Never Land
Gas sloshes through the nozzle, swallowed in greedy gulps by my truck's gas tank.
I'm throwing money down a hole. Waiting to hear the splash at the bottom.
Snap!
The nozzle's handle kicks against my fingers. The tank is full. The bleeding is over.
I tear the receipt from the jaws of the self-service machine. Glance at the damage.
I walk around the dented front of my truck, clamber into the driver's seat. Thinking of how many receipts the gas pump has printed in its lifetime. How many times it's documented in black and white America's greatest addiction.
I crumple up the receipt and toss it on the floorboard next to a sticky Red Bull can. I don't bother to fasten my seatbelt.
Back on the road.
The miles are slipping beneath my tires like sand from an hour glass.
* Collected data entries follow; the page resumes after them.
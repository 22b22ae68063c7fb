//! One sync run per configuration file.
//!
//! The sequence is strictly: load → transform/limit/generate → render →
//! (under the cache lock) read cache → threshold guard → reconcile → write
//! cache. A threshold violation or transport failure aborts the run with the
//! cache untouched; per-object failures are contained by the engine.

use crate::cache::codec;
use crate::cache::AdvisoryFileLock;
use crate::config::AppConfig;
use crate::engine::audit::AuditLogger;
use crate::engine::reconcile::{self, ReconcileOptions};
use crate::engine::thresholds;
use crate::error::{ConfigError, SyncError, SyncResult};
use crate::load::{self, JsonFileLoader, ObjectLoader};
use crate::model::{ObjectStore, RenderedObjectList};
use crate::render::plugin::resolve_plugins;
use crate::render::Renderer;
use crate::scim::{HttpDispatcher, ScimDispatcher};
use log::{info, warn};
use std::collections::HashSet;
use std::path::Path;

/// Options from the command line.
#[derive(Debug, Clone, Default)]
pub struct RunOptions {
    /// Send every current object as a create and rebuild the cache
    pub rebuild_cache: bool,
    /// Types excluded from loading
    pub skip_types: Vec<String>,
    /// Stop before dispatching any SCIM operation
    pub dry_run: bool,
}

/// Run one configuration file end to end.
pub fn run_config_file(path: &Path, options: &RunOptions) -> SyncResult<()> {
    let config = AppConfig::load(path)?;

    let data_source = config
        .data_source_file
        .clone()
        .ok_or_else(|| ConfigError::invalid("data-source-file is required"))?;
    let mut loader = JsonFileLoader::open(&config.resolve_path(&data_source))?;

    let plugins = resolve_plugins(&config.plugins)?;
    let mut renderer = Renderer::new(config.escape_template_values, plugins);

    if options.dry_run {
        return dry_run(&config, &mut loader, &mut renderer, options);
    }

    let mut dispatcher = HttpDispatcher::open(&config)?;
    let mut audit = open_audit(&config)?;

    run_with(
        &config,
        &mut loader,
        &mut renderer,
        &mut dispatcher,
        &mut audit,
        options,
    )
}

fn open_audit(config: &AppConfig) -> SyncResult<AuditLogger> {
    match &config.audit_log_file {
        Some(path) => {
            let path = config.resolve_path(path);
            AuditLogger::open(&path).map_err(|error| {
                SyncError::Config(ConfigError::invalid(format!(
                    "failed to open audit log {}: {error}",
                    path.display()
                )))
            })
        }
        None => Ok(AuditLogger::disabled()),
    }
}

/// The run proper, with every collaborator injected; this is the seam the
/// integration tests drive.
pub fn run_with(
    config: &AppConfig,
    loader: &mut dyn ObjectLoader,
    renderer: &mut Renderer,
    dispatcher: &mut dyn ScimDispatcher,
    audit: &mut AuditLogger,
    options: &RunOptions,
) -> SyncResult<()> {
    let store = load::load_all(config, loader, &options.skip_types)?;
    let (current, render_failures) = render_all(config, &store, renderer)?;

    let cache_path = config.resolve_path(&config.cache_file);
    let _lock = AdvisoryFileLock::acquire(&cache_path, config.lock_timeout());

    let cached = codec::read(&cache_path)?;
    thresholds::verify(&cached, &current, config)?;

    // Reserve the worst case up front so a full disk fails the run before
    // any SCIM traffic, not after.
    let estimate = codec::size_estimate(&current, &cached);

    let reconcile_options = ReconcileOptions {
        rebuild_cache: options.rebuild_cache,
    };
    let outcome = reconcile::reconcile(
        &current,
        &cached,
        config,
        dispatcher,
        audit,
        &render_failures,
        &reconcile_options,
    )?;

    codec::write(&cache_path, &outcome.new_cache, estimate)?;
    info!(
        "cache now holds {} objects ({} before)",
        outcome.new_cache.len(),
        cached.len()
    );
    Ok(())
}

/// `--test`: everything up to and including the threshold guard, then a
/// report of what would be dispatched. No SCIM traffic, no cache rewrite.
fn dry_run(
    config: &AppConfig,
    loader: &mut dyn ObjectLoader,
    renderer: &mut Renderer,
    options: &RunOptions,
) -> SyncResult<()> {
    let store = load::load_all(config, loader, &options.skip_types)?;
    let (current, _) = render_all(config, &store, renderer)?;

    let cache_path = config.resolve_path(&config.cache_file);
    let _lock = AdvisoryFileLock::acquire(&cache_path, config.lock_timeout());

    let cached = codec::read(&cache_path)?;
    thresholds::verify(&cached, &current, config)?;

    let reconcile_options = ReconcileOptions {
        rebuild_cache: options.rebuild_cache,
    };
    for (egil_type, operations) in reconcile::plan(&current, &cached, config, &reconcile_options) {
        info!(
            "{egil_type}: would copy {}, create {}, update {}, delete {}",
            operations.copies, operations.creates, operations.updates, operations.deletes
        );
    }
    Ok(())
}

/// Render every loaded object of the send-order types.
///
/// Returns the current rendered list plus the UIDs of objects that could not
/// be rendered (or were blocked by a plugin); the engine keeps their cached
/// renderings instead of deleting live objects.
pub fn render_all(
    config: &AppConfig,
    store: &ObjectStore,
    renderer: &mut Renderer,
) -> SyncResult<(RenderedObjectList, HashSet<String>)> {
    let mut current = RenderedObjectList::new();
    let mut failures = HashSet::new();

    for egil_type in &config.scim_type_send_order {
        let Some(objects) = store.get_type(egil_type) else {
            continue;
        };
        let uid_attribute = config.unique_identifier(egil_type)?;
        let template = config.template(egil_type)?;
        let standard_type = config.standard_type(egil_type);

        for (uid, object) in objects.iter() {
            match renderer.render(object, uid, template, &standard_type) {
                Ok(Some(rendered)) => current.add(rendered),
                Ok(None) => {
                    // Blocked by a plugin: neither sent nor deleted.
                    failures.insert(uid.to_string());
                }
                Err(error) => {
                    warn!("{error}; keeping the cached rendering of {uid} if any");
                    failures.insert(uid.to_string());
                }
            }
        }
    }
    Ok((current, failures))
}

#[cfg(test)]
mod tests {
    use super::*;
    use crate::model::LoadedObject;
    use std::path::PathBuf;

    fn config() -> AppConfig {
        AppConfig::parse(
            r#"
                scim-url = "https://scim.example.com"
                cache-file = "cache.bin"
                scim-type-send-order = ["Student"]

                [types.Student]
                unique-identifier = "GUID"
                scim-url-endpoint = "Users"
                scim-json-template = '{"userName": "${userName}"}'
            "#,
            PathBuf::from("."),
        )
        .unwrap()
    }

    fn store_with(students: &[(&str, &str)]) -> ObjectStore {
        let mut store = ObjectStore::new();
        for (uid, name) in students {
            let mut object = LoadedObject::new("Student");
            object.set_attribute("GUID", vec![uid.to_string()]);
            object.set_attribute("userName", vec![name.to_string()]);
            store.insert("Student", *uid, object);
        }
        store
    }

    #[test]
    fn test_render_all_renders_send_order_types() {
        let config = config();
        let store = store_with(&[("u1", "anna"), ("u2", "berit")]);
        let mut renderer = Renderer::new(true, Vec::new());

        let (current, failures) = render_all(&config, &store, &mut renderer).unwrap();

        assert_eq!(current.len(), 2);
        assert!(failures.is_empty());
        assert_eq!(
            current.get("u1").unwrap().json(),
            r#"{"userName": "anna"}"#
        );
    }

    #[test]
    fn test_render_all_skips_types_not_in_store() {
        let config = config();
        let store = ObjectStore::new();
        let mut renderer = Renderer::new(true, Vec::new());

        let (current, failures) = render_all(&config, &store, &mut renderer).unwrap();
        assert!(current.is_empty());
        assert!(failures.is_empty());
    }
}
I'm in a sea of cotton fields.
The cotton is green.
It's already summer.
It's already summer, and I'm going home.
Home.
Where the heart is.
Sure.
I knew what the next three months would be like.
Three months of convincing my mother that I don't drink alcohol. That I'm doing fine on my grades. That I'm still a virgin.
Three months of sitting in a wooden pew, listening to my father try to tell dead people how to live.
Three months of hoping for a brain aneurism.
I sigh.
It's pitch black outside, and a storm is moving in.
I adjust my mirror because the bastard in the convertible behind me turned on his high beams. I catch a glimpse of myself in the reflection and I sigh again.
Look at me.
I'm twenty years old.
I just finished my second year at a college that probably won't invite me back in the fall.
I've been in school for fourteen years and the only job I'm qualified to do is to stock the shelves of a supermarket.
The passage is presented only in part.